Quant à John Bolton, le conseiller national à la Sécurité de Trump, il est, lui, non pas un fou religieux mais un faucon néoconservateur endurci. Alors que Trump mourait d’envie de se voir attribuer le Prix Nobel de la paix pour sa médiation dans le conflit nord-coréen, Bolton a réussi à saboter le sommet de Hanoï en exigeant de la Corée du Nord qu’elle adopte le « modèle libyen » et livre l’ensemble de son armement aux Etats-Unis. Quand on sait que c’est précisément le sort peu enviable réservé par les Occidentaux à Kadhafi qui a poussé la Corée du Nord à se doter d’une force de dissuasion, on comprend pourquoi Kim Jong-un a claqué la porte des négociations…

Bolton et Pompeo ont également décrété la guerre aux régimes « néo-marxistes » et « athées » d’Amérique centrale et du Sud.

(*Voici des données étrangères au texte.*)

use std::collections::HashMap;

use sqlparser::ast::{
    self, Expr, FromTable, ObjectNamePart, SetExpr, Statement, TableFactor, TableObject, Value, ValueWithSpan,
};
use sqlparser::dialect::PostgreSqlDialect;
use sqlparser::parser::Parser;
use ulid::Ulid;

use crate::engine::BookingFilter;
use crate::model::*;

/// Parsed command from SQL input. Writes are INSERTs into command tables
/// (positional VALUES) or DELETEs by id; reads are SELECTs with equality and
/// range filters.
#[derive(Debug, PartialEq)]
pub enum Command {
    InsertUser {
        id: Ulid,
        role: Role,
        name: Option<String>,
    },
    InsertSpot {
        id: Ulid,
        hourly_price: Cents,
        latitude: f64,
        longitude: f64,
        vehicle_capacity: u32,
        amenities: Vec<String>,
    },
    ChangeSpot {
        spot_id: Ulid,
        changes: Vec<SpotChange>,
    },
    DeleteSpot {
        id: Ulid,
    },
    SelectSpots {
        id: Option<Ulid>,
    },
    SelectRating {
        spot_id: Ulid,
    },
    InsertAvailability {
        id: Ulid,
        spot_id: Ulid,
        start: Ms,
        end: Ms,
    },
    ChangeAvailability {
        slot_id: Ulid,
        update: SlotUpdate,
    },
    DeleteAvailability {
        id: Ulid,
    },
    SelectAvailability {
        spot_id: Ulid,
        start: Option<Ms>,
        end: Option<Ms>,
    },
    SelectOpenWindows {
        spot_id: Ulid,
        start: Ms,
        end: Ms,
    },
    InsertBooking {
        id: Ulid,
        spot_id: Ulid,
        start: Ms,
        end: Ms,
        total_price: Cents,
    },
    TransitionBooking {
        booking_id: Ulid,
        status: BookingStatus,
    },
    SelectBookings {
        by_id: Option<Ulid>,
        filter: Option<BookingFilter>,
    },
    InitiatePayment {
        booking_id: Ulid,
    },
    RecordPaymentOutcome {
        booking_id: Ulid,
        reference: String,
        outcome: PaymentOutcome,
    },
    ConfirmPayment {
        booking_id: Ulid,
        reference: String,
    },
    SetPaymentStatus {
        booking_id: Ulid,
        status: PaymentStatus,
    },
    SelectTransactions {
        booking_id: Ulid,
    },
    InsertReview {
        id: Ulid,
        booking_id: Ulid,
        rating: u8,
        comment: Option<String>,
    },
    SelectReviews {
        spot_id: Ulid,
    },
    SelectNotifications,
    MarkNotificationRead {
        id: Ulid,
    },
}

Dans le collimateur, le Venezuela mais aussi Cuba et le Nicaragua. Selon des rumeurs manifestement délirantes, le Venezuela chercherait lui aussi à se doter de l’arme atomique, notamment avec l’aide du Hezbollah et de l’Iran !

Dans un scénario digne d’une série télévisée sur le Moyen-âge, Bolton et Pompeo, à coups de sanctions, d’embargos et de coups tordus, font le siège du Venezuela, dont l’approvisionnement électrique a été fortement perturbé par des actes de sabotage.

Son président Maduro se dit prêt à entamer sans condition un dialogue direct avec un Trump qu’il juge sincère. En laissant revenir librement dans le pays Juan Guaido, un opposant fabriqué de toutes pièces pour l’occasion et adoubé par Washington comme « président par intérim », Maduro n’est pas tombé dans le piège.

Ce qui n’empêche pas la situation de s’aggraver de jour en jour. Après la livraison d’aide humanitaire par la Chine et l’envoi de quelque 200 conseillers militaires par la Russie, Bolton et Trump sont montés au créneau. Toute ingérence étrangère (à part la leur) dans la région sera vivement combattue ! Evoquant la fameuse doctrine Monroe (dont le contenu a été dévoyé par l’ajout du « corollaire Roosevelt » au début du siècle dernier), tout le continent appartiendrait en quelque sorte aux Américains (du Nord) ! Pour Pompeo, la Russie a donc clairement violé le droit américain.

En résumé, ce n’est qu’une fois le pouvoir américain purgé de ces éléments que les Etats-Unis pourront conclure des accords de paix avec la Russie ou participer au grand projet chinois de la Nouvelle Route de la Soie.